At StampedeCon 2014, Sukhendu Chakraborty (RichRelevance) presented "Big Data Analytics made easy using Apache Hive to R Connector."
As the leading omni-channel personalization provider, RichRelevance fully harnesses the power of Hadoop to handle petabytes of data coming from both online (clickstream) and offline (e.g. in-store) sources. Given this wealth of customer data at Richrelevance, omnichannel data integration and analytics is critical. One of the major challenges is to consolidate online, mobile, social, and other data sources to create a create a single view of users for making more insightful decisions.
Our use cases require clickstream analytics that leverage Apache Hive & R. Apache Hive is a good tool for performing ELT and basic analytics, but is limited in statistical analysis and data exploration capabilities. R, on the other hand, has become a preferred language for analytics, as it offers a wide variety of statistical and graphical packages. The downside is that R is single threaded memory intensive, making it impossible to work with data at scale.

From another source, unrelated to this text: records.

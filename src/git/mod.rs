pub mod log;
pub mod mirror;

pub use log::{filter_after, parse_log, CommitMiner};
pub use mirror::{plan, MirrorAction, MirrorOutcome, RepositoryMirror};
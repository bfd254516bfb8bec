use crate::config::Config;
use crate::dataset::DatasetCache;
use crate::model::{CollabGraph, LangSeries, NodeKind, StatsOutput, TypeTotal, SCHEMA_VERSION};
use crate::service::AggregationService;
use anyhow::Context;
use chrono::Utc;
use console::style;
use serde_json::json;
use std::sync::Arc;

pub async fn exec(
    config: &Config,
    username: &str,
    repo: Option<String>,
    json: bool,
    ndjson: bool,
) -> anyhow::Result<()> {
    let dir = config.dataset_dir(username);
    let cache = Arc::new(DatasetCache::new(&dir));
    cache
        .dataset()
        .with_context(|| format!("Failed to load dataset from {}", dir.display()))?;

    let service = AggregationService::spawn(cache.clone(), username);
    let (langs, types, graph) = tokio::try_join!(
        service.langs(repo.clone()),
        service.types(repo.clone()),
        service.graph(),
    )
    .context("Failed to aggregate dataset")?;
    let uncovered = service
        .uncovered()
        .await
        .context("Failed to collect uncovered paths")?;

    let commits = match &repo {
        Some(name) => cache.repo_views(name)?.len(),
        None => cache.commit_views()?.len(),
    };

    let output = StatsOutput {
        version: SCHEMA_VERSION,
        generated_at: Utc::now(),
        dataset_path: dir.to_string_lossy().to_string(),
        commits,
        langs,
        types,
        graph,
        uncovered,
    };

    if json {
        output_json(&output)?;
    } else if ndjson {
        output_ndjson(&output)?;
    } else {
        output_summary(&output, username);
    }
    Ok(())
}

fn output_json(output: &StatsOutput) -> anyhow::Result<()> {
    println!("{}", serde_json::to_string_pretty(output)?);
    Ok(())
}

fn output_ndjson(output: &StatsOutput) -> anyhow::Result<()> {
    for (i, month) in output.langs.months.iter().enumerate() {
        let counts: serde_json::Map<String, serde_json::Value> = output
            .langs
            .languages
            .iter()
            .map(|(lang, series)| (lang.clone(), json!(series[i])))
            .collect();
        println!("{}", json!({ "kind": "month", "month": month, "langs": counts }));
    }
    for total in &output.types {
        println!("{}", json!({ "kind": "type", "type": total }));
    }
    for node in &output.graph.nodes {
        println!("{}", json!({ "kind": "node", "node": node }));
    }
    for edge in &output.graph.edges {
        println!("{}", json!({ "kind": "edge", "edge": edge }));
    }
    for path in &output.uncovered {
        println!("{}", json!({ "kind": "uncovered", "path": path }));
    }
    Ok(())
}

fn output_summary(output: &StatsOutput, username: &str) {
    println!("{}", style(format!("Contributions of {username}")).bold());
    println!("{}", "─".repeat(50));
    println!("Commits: {}", style(output.commits).cyan());

    print_langs(&output.langs);
    print_types(&output.types);
    print_graph(&output.graph);

    if !output.uncovered.is_empty() {
        println!(
            "\n{} {} paths matched no type rule (use --json to list them)",
            style("Note:").yellow(),
            output.uncovered.len()
        );
    }
}

fn print_langs(langs: &LangSeries) {
    println!("\n{}", style("Languages").bold());
    if langs.months.is_empty() {
        println!("  No commits");
        return;
    }
    let first = langs.months.first().map(String::as_str).unwrap_or("");
    let last = langs.months.last().map(String::as_str).unwrap_or("");
    println!("  {} months ({first} .. {last})", langs.months.len());

    let mut totals: Vec<(&String, u64)> = langs
        .languages
        .iter()
        .map(|(lang, series)| (lang, series.iter().map(|c| *c as u64).sum()))
        .collect();
    totals.sort_by(|a, b| b.1.cmp(&a.1).then_with(|| a.0.cmp(b.0)));
    for (lang, total) in totals.iter().take(10) {
        println!("  {:<14} {:>8}", lang, style(total).green());
    }
}

fn print_types(types: &[TypeTotal]) {
    println!("\n{}", style("Change types").bold());
    let max = types.iter().map(|t| t.count).max().unwrap_or(0).max(1);
    for total in types {
        let width = ((total.count as f64 / max as f64) * 30.0).round() as usize;
        println!(
            "  {:<8} {:>8} {}",
            total.type_name.as_str(),
            total.count,
            style("█".repeat(width)).dim()
        );
    }
}

fn print_graph(graph: &CollabGraph) {
    println!("\n{}", style("Issue collaboration").bold());
    let repos = graph.nodes.iter().filter(|n| n.kind == NodeKind::Repo).count();
    let mut people: Vec<_> = graph
        .nodes
        .iter()
        .filter(|n| n.kind == NodeKind::Participant)
        .collect();
    println!("  {} repositories, {} participants", repos, people.len());
    people.sort_by(|a, b| b.weight.cmp(&a.weight).then_with(|| a.id.cmp(&b.id)));
    for node in people.iter().take(5) {
        println!("  {:<24} {:>5}", node.id, style(node.weight).yellow());
    }
}
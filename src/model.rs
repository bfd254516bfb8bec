use chrono::{DateTime, Utc};
use serde::{Deserialize, Serialize};
use std::collections::BTreeMap;

pub const SCHEMA_VERSION: u32 = 1;

/// Fully-qualified `owner/name`.
pub type RepoName = String;

#[derive(Debug, Clone, PartialEq, Serialize, Deserialize)]
pub struct User {
    pub name: Option<String>,
    pub company: Option<String>,
    pub avatar: String,
    pub created: DateTime<Utc>,
    pub url: String,
}

#[derive(Debug, Clone, PartialEq, Serialize, Deserialize)]
pub struct Repository {
    pub name: RepoName,
    pub description: Option<String>,
}

#[derive(Debug, Clone, PartialEq, Serialize, Deserialize)]
pub struct Issue {
    pub title: String,
    pub created: DateTime<Utc>,
    pub number: u64,
    pub participants: Vec<String>,
}

#[derive(Debug, Clone, PartialEq, Serialize, Deserialize)]
pub struct Commit {
    pub sha: String,
    pub date: DateTime<Utc>,
    pub message: String,
    pub files: Vec<String>,
}

/// A repository while collection is still running. `issues` stays empty until
/// the issue stage fills it.
#[derive(Debug, Clone, PartialEq, Serialize, Deserialize)]
pub struct RepoEntry {
    pub name: RepoName,
    pub description: Option<String>,
    #[serde(default)]
    pub issues: Vec<Issue>,
}

impl RepoEntry {
    pub fn new(repo: Repository) -> Self {
        Self {
            name: repo.name,
            description: repo.description,
            issues: Vec::new(),
        }
    }

    /// Later fields win, collected issues are kept.
    pub fn merge(&mut self, repo: Repository) {
        self.name = repo.name;
        self.description = repo.description;
    }

    pub fn repository(&self) -> Repository {
        Repository {
            name: self.name.clone(),
            description: self.description.clone(),
        }
    }
}

pub type RepoMap = BTreeMap<RepoName, RepoEntry>;
pub type IssueMap = BTreeMap<RepoName, Vec<Issue>>;
pub type CommitMap = BTreeMap<RepoName, Vec<Commit>>;

/// What the remote query stage produces and what the query cache stores.
#[derive(Debug, Clone, PartialEq, Serialize, Deserialize)]
pub struct Profile {
    pub user: User,
    pub repos: Vec<RepoEntry>,
}

impl Profile {
    pub fn repositories(&self) -> Vec<Repository> {
        self.repos.iter().map(RepoEntry::repository).collect()
    }

    pub fn issues(&self) -> IssueMap {
        self.repos
            .iter()
            .map(|r| (r.name.clone(), r.issues.clone()))
            .collect()
    }
}

/// The four persisted documents of a finished run.
#[derive(Debug, Clone, PartialEq)]
pub struct Dataset {
    pub user: User,
    pub repos: Vec<Repository>,
    pub issues: IssueMap,
    pub commits: CommitMap,
}

#[derive(Debug, Clone, Copy, PartialEq, Eq, PartialOrd, Ord, Hash, Serialize, Deserialize)]
#[serde(rename_all = "lowercase")]
pub enum CommitType {
    Test,
    Docs,
    Ci,
    Code,
    Unknown,
}

impl CommitType {
    pub const ALL: [CommitType; 5] = [
        CommitType::Test,
        CommitType::Docs,
        CommitType::Ci,
        CommitType::Code,
        CommitType::Unknown,
    ];

    pub fn as_str(&self) -> &'static str {
        match self {
            CommitType::Test => "test",
            CommitType::Docs => "docs",
            CommitType::Ci => "ci",
            CommitType::Code => "code",
            CommitType::Unknown => "unknown",
        }
    }

    pub fn color(&self) -> &'static str {
        match self {
            CommitType::Test => "red",
            CommitType::Docs => "orange",
            CommitType::Ci => "blue",
            CommitType::Code => "green",
            CommitType::Unknown => "gray",
        }
    }
}

/// A mined commit together with its classified file histograms.
#[derive(Debug, Clone, PartialEq, Serialize)]
pub struct CommitView {
    pub repo: RepoName,
    pub sha: String,
    pub date: DateTime<Utc>,
    pub message: String,
    pub langs: BTreeMap<String, u32>,
    pub types: BTreeMap<CommitType, u32>,
}

#[derive(Debug, Clone, PartialEq, Serialize, Deserialize)]
pub struct LangSeries {
    /// `YYYY-MM` columns in first-seen order.
    pub months: Vec<String>,
    pub languages: BTreeMap<String, Vec<u32>>,
}

#[derive(Debug, Clone, PartialEq, Serialize, Deserialize)]
pub struct TypeTotal {
    pub type_name: CommitType,
    pub count: u64,
    pub color: String,
}

#[derive(Debug, Clone, Copy, PartialEq, Eq, Serialize, Deserialize)]
#[serde(rename_all = "lowercase")]
pub enum NodeKind {
    User,
    Repo,
    Participant,
}

#[derive(Debug, Clone, PartialEq, Serialize, Deserialize)]
pub struct GraphNode {
    pub id: String,
    pub kind: NodeKind,
    pub weight: u64,
}

#[derive(Debug, Clone, PartialEq, Serialize, Deserialize)]
pub struct GraphEdge {
    pub source: String,
    pub target: String,
    pub weight: u64,
}

#[derive(Debug, Clone, PartialEq, Serialize, Deserialize)]
pub struct CollabGraph {
    pub nodes: Vec<GraphNode>,
    pub edges: Vec<GraphEdge>,
    pub max_weight: u64,
}

#[derive(Debug, Clone, Serialize, Deserialize)]
pub struct StatsOutput {
    pub version: u32,
    pub generated_at: DateTime<Utc>,
    pub dataset_path: String,
    pub commits: usize,
    pub langs: LangSeries,
    pub types: Vec<TypeTotal>,
    pub graph: CollabGraph,
    pub uncovered: Vec<String>,
}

Through a series of use cases, we will present how our version of the R to Hive connector allows us to bridge the gap between R and Hive and make big data analysis using R on terabytes of data feasible. This framework takes us a step closer to the notion of a “one solution fits all” principle where we are no longer restricted by a single compute mechanism. It is our attempt to bring the two worlds closer, such that the data source is agnostic to the tools which are used to access it.